Esta carretera atraviesa al principio zonas de montes de mediana altura, que me recuerdan por su aspecto y por el tipo de vegetación algunos parajes de Sierra Morena. Aunque por aquí no hay niebla, el día está levemente velado por una capa de nubes que impiden que el calor empiece a apretar en condiciones. Al cabo de unos veinte kilómetros llegamos al río Lucus, la antigua frontera entre las zonas francesa y española. Todavía sigue en pie el viejo puesto aduanero, con sus barreras inservibles a ambos extremos del puente que cruza sobre el río.

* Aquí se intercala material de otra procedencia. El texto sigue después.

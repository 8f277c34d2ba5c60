// ABOUTME: Best-effort dispatcher that serializes log events and writes them to task streams
// ABOUTME: Exposes the typed push operations and schedules the delayed close after task completion
//
// SPDX-License-Identifier: MIT OR Apache-2.0
// Copyright (c) 2025 Pierre Fitness Intelligence

use super::channel::TaskSubscription;
use super::events::LogEvent;
use super::registry::{ConnectionInfo, ConnectionRegistry};
use crate::config::SseConfig;
use crate::constants::sse_wire::LOG_EVENT_NAME;
use std::sync::Arc;
use tokio::sync::watch;
use tracing::{debug, error, info, warn};
use uuid::Uuid;

/// Log stream service: opens task streams and pushes events to them.
///
/// Delivery is best-effort. None of the push operations report failure to
/// the caller; a missing stream drops the event and a failed write drops the
/// stream.
#[derive(Clone)]
pub struct LogStreamService {
    registry: Arc<ConnectionRegistry>,
    config: SseConfig,
    shutdown: Arc<watch::Sender<bool>>,
}

impl Default for LogStreamService {
    fn default() -> Self {
        Self::new(SseConfig::default())
    }
}

impl LogStreamService {
    /// Create a service with an empty registry
    #[must_use]
    pub fn new(config: SseConfig) -> Self {
        let (shutdown, _) = watch::channel(false);
        Self {
            registry: Arc::new(ConnectionRegistry::new()),
            config,
            shutdown: Arc::new(shutdown),
        }
    }

    /// Shared connection registry
    #[must_use]
    pub const fn registry(&self) -> &Arc<ConnectionRegistry> {
        &self.registry
    }

    /// SSE settings this service was built with
    #[must_use]
    pub const fn config(&self) -> &SseConfig {
        &self.config
    }

    /// Open the stream for `task_id` and greet it with a `CONNECTION` event
    #[must_use]
    pub fn open_connection(&self, task_id: &str) -> TaskSubscription {
        info!(task_id = %task_id, "Opening SSE connection");
        let subscription = self.registry.register(task_id);
        self.send(task_id, &LogEvent::connection(task_id));
        subscription
    }

    /// Close the stream for `task_id`; a no-op when none is open
    pub fn close_connection(&self, task_id: &str) {
        self.registry.close(task_id);
    }

    /// Number of open streams
    #[must_use]
    pub fn active_connection_count(&self) -> usize {
        self.registry.len()
    }

    /// Snapshot of the open streams
    #[must_use]
    pub fn connections(&self) -> Vec<ConnectionInfo> {
        self.registry.connections()
    }

    /// Whether a stream is open for `task_id`
    #[must_use]
    pub fn has_connection(&self, task_id: &str) -> bool {
        self.registry.contains(task_id)
    }

    /// Serialize `event` and write it to the stream for `task_id`
    pub fn send(&self, task_id: &str, event: &LogEvent) {
        let Some(channel) = self.registry.get(task_id) else {
            warn!(
                task_id = %task_id,
                event_type = event.kind(),
                "No SSE connection found, dropping event"
            );
            return;
        };

        let data = match serde_json::to_string(event) {
            Ok(data) => data,
            Err(e) => {
                error!(
                    task_id = %task_id,
                    event_type = event.kind(),
                    error = %e,
                    "Failed to serialize log event"
                );
                return;
            }
        };

        debug!(task_id = %task_id, event_type = event.kind(), data = %data, "Pushing log event");

        match channel.send_event(LOG_EVENT_NAME, data) {
            Ok(()) => debug!(task_id = %task_id, event_type = event.kind(), "Log event pushed"),
            Err(e) => {
                error!(task_id = %task_id, error = %e, "Failed to push log event");
                self.registry.on_error(&channel, &e.to_string());
            }
        }
    }

    /// A tool call is planned
    pub fn push_tool_execution_summary(
        &self,
        task_id: &str,
        tool_name: &str,
        file_path: &str,
        summary: &str,
        reason: &str,
    ) {
        self.send(
            task_id,
            &LogEvent::tool_execution_summary(task_id, tool_name, file_path, summary, reason),
        );
    }

    /// A tool started
    pub fn push_tool_start(&self, task_id: &str, tool_name: &str, file_path: &str, message: &str) {
        self.send(
            task_id,
            &LogEvent::tool_start(task_id, tool_name, file_path, message),
        );
    }

    /// A tool finished successfully
    pub fn push_tool_success(
        &self,
        task_id: &str,
        tool_name: &str,
        file_path: &str,
        message: &str,
        execution_time_ms: u64,
    ) {
        self.send(
            task_id,
            &LogEvent::tool_success(task_id, tool_name, file_path, message, execution_time_ms),
        );
    }

    /// A tool failed
    pub fn push_tool_error(
        &self,
        task_id: &str,
        tool_name: &str,
        file_path: &str,
        message: &str,
        execution_time_ms: u64,
    ) {
        self.send(
            task_id,
            &LogEvent::tool_error(task_id, tool_name, file_path, message, execution_time_ms),
        );
    }

    /// Progress of a named analysis step
    pub fn push_analysis_step(
        &self,
        task_id: &str,
        step_name: &str,
        description: &str,
        status: &str,
    ) {
        self.send(
            task_id,
            &LogEvent::analysis_step(task_id, step_name, description, status),
        );
    }

    /// Analysis of the user's request started
    pub fn push_task_analysis_start(&self, task_id: &str, user_message: &str) {
        self.send(task_id, &LogEvent::task_analysis_start(task_id, user_message));
    }

    /// An execution plan was generated
    pub fn push_execution_plan_generated(&self, task_id: &str, plan_summary: &str) {
        self.send(task_id, &LogEvent::execution_plan(task_id, plan_summary));
    }

    /// Send `TASK_COMPLETE`, then close the stream once the configured delay
    /// has passed. Returns immediately.
    pub fn push_task_complete(&self, task_id: &str) {
        let target = self.registry.get(task_id).map(|channel| channel.connection_id());
        self.send(task_id, &LogEvent::task_complete(task_id));

        if let Some(connection_id) = target {
            self.schedule_close(task_id, connection_id);
        }
    }

    /// A file was created
    pub fn push_file_created(&self, task_id: &str, file_path: &str, message: &str) {
        self.send(task_id, &LogEvent::file_created(task_id, file_path, message));
    }

    /// A chunk of content was written
    pub fn push_file_content_chunk(
        &self,
        task_id: &str,
        file_path: &str,
        chunk: &str,
        chunk_index: u32,
        total_bytes: u64,
        written_bytes: u64,
    ) {
        self.send(
            task_id,
            &LogEvent::file_content_chunk(
                task_id,
                file_path,
                chunk,
                chunk_index,
                total_bytes,
                written_bytes,
            ),
        );
    }

    /// Byte-level write progress
    pub fn push_file_write_progress(
        &self,
        task_id: &str,
        file_path: &str,
        total_bytes: u64,
        written_bytes: u64,
        progress_percent: f64,
    ) {
        self.send(
            task_id,
            &LogEvent::file_write_progress(
                task_id,
                file_path,
                total_bytes,
                written_bytes,
                progress_percent,
            ),
        );
    }

    /// A file was fully written
    pub fn push_file_write_complete(
        &self,
        task_id: &str,
        file_path: &str,
        total_bytes: u64,
        execution_time_ms: u64,
    ) {
        self.send(
            task_id,
            &LogEvent::file_write_complete(task_id, file_path, total_bytes, execution_time_ms),
        );
    }

    /// Writing a file failed
    pub fn push_file_write_error(
        &self,
        task_id: &str,
        file_path: &str,
        error_message: &str,
        execution_time_ms: u64,
    ) {
        self.send(
            task_id,
            &LogEvent::file_write_error(task_id, file_path, error_message, execution_time_ms),
        );
    }

    /// Cancel every pending delayed close and complete every open stream,
    /// so HTTP responses can finish and a graceful server shutdown can drain.
    pub fn shutdown(&self) {
        self.shutdown.send_replace(true);
        let closed = self.registry.close_all();
        info!(closed, "Log stream service shut down, pending closes cancelled");
    }

    fn schedule_close(&self, task_id: &str, connection_id: Uuid) {
        let Ok(runtime) = tokio::runtime::Handle::try_current() else {
            warn!(
                task_id = %task_id,
                "No async runtime available, stream will not be closed after completion"
            );
            return;
        };

        let registry = Arc::clone(&self.registry);
        let mut shutdown = self.shutdown.subscribe();
        let delay = self.config.close_delay();
        let task_id = task_id.to_owned();

        runtime.spawn(async move {
            if *shutdown.borrow_and_update() {
                debug!(task_id = %task_id, "Shutdown in progress, skipping delayed close");
                return;
            }
            tokio::select! {
                () = tokio::time::sleep(delay) => {
                    registry.close_connection(&task_id, connection_id);
                }
                _ = shutdown.changed() => {
                    debug!(task_id = %task_id, "Delayed close cancelled");
                }
            }
        });
    }
}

El Lucus es un río importante, de ancho cauce, aunque una buena parte de él sea hoy un pedregal. La corriente, poco profunda, baña una anchura de unos veinte o treinta metros. La carretera corre más o menos paralela al río durante unos veinte kilómetros, en dirección oeste. Este recorrido por el valle del Lucus, sin apenas tráfico, resulta una experiencia grata y relajante. Un poco antes de llegar a Zoco es-Sebt , la carretera tuerce hacia el sur y se separa del río. Según el mapa, a menos de diez kilómetros río abajo, en la ribera septentrional, se encuentra Muires. Éste es otro nombre familiar para mí. Entre el 20 y el 25 de septiembre de 1920, mi abuelo, en compañía de otros pobres diablos, cazadores todos ellos del batallón de Las Navas, hubo de asaltar el blocao llamado de Muires, que cayó tras enconada resistencia. La importancia estratégica de la escaramuza no fue mucha. Con ella sólo se aseguraba una cota más en la línea del Lucus. Pero para aquellos soldados bisoños debió de ser una gran cosa conquistar la altura y pasear la mirada sobre el valle, que era este mismo valle que ahora dejamos atrás.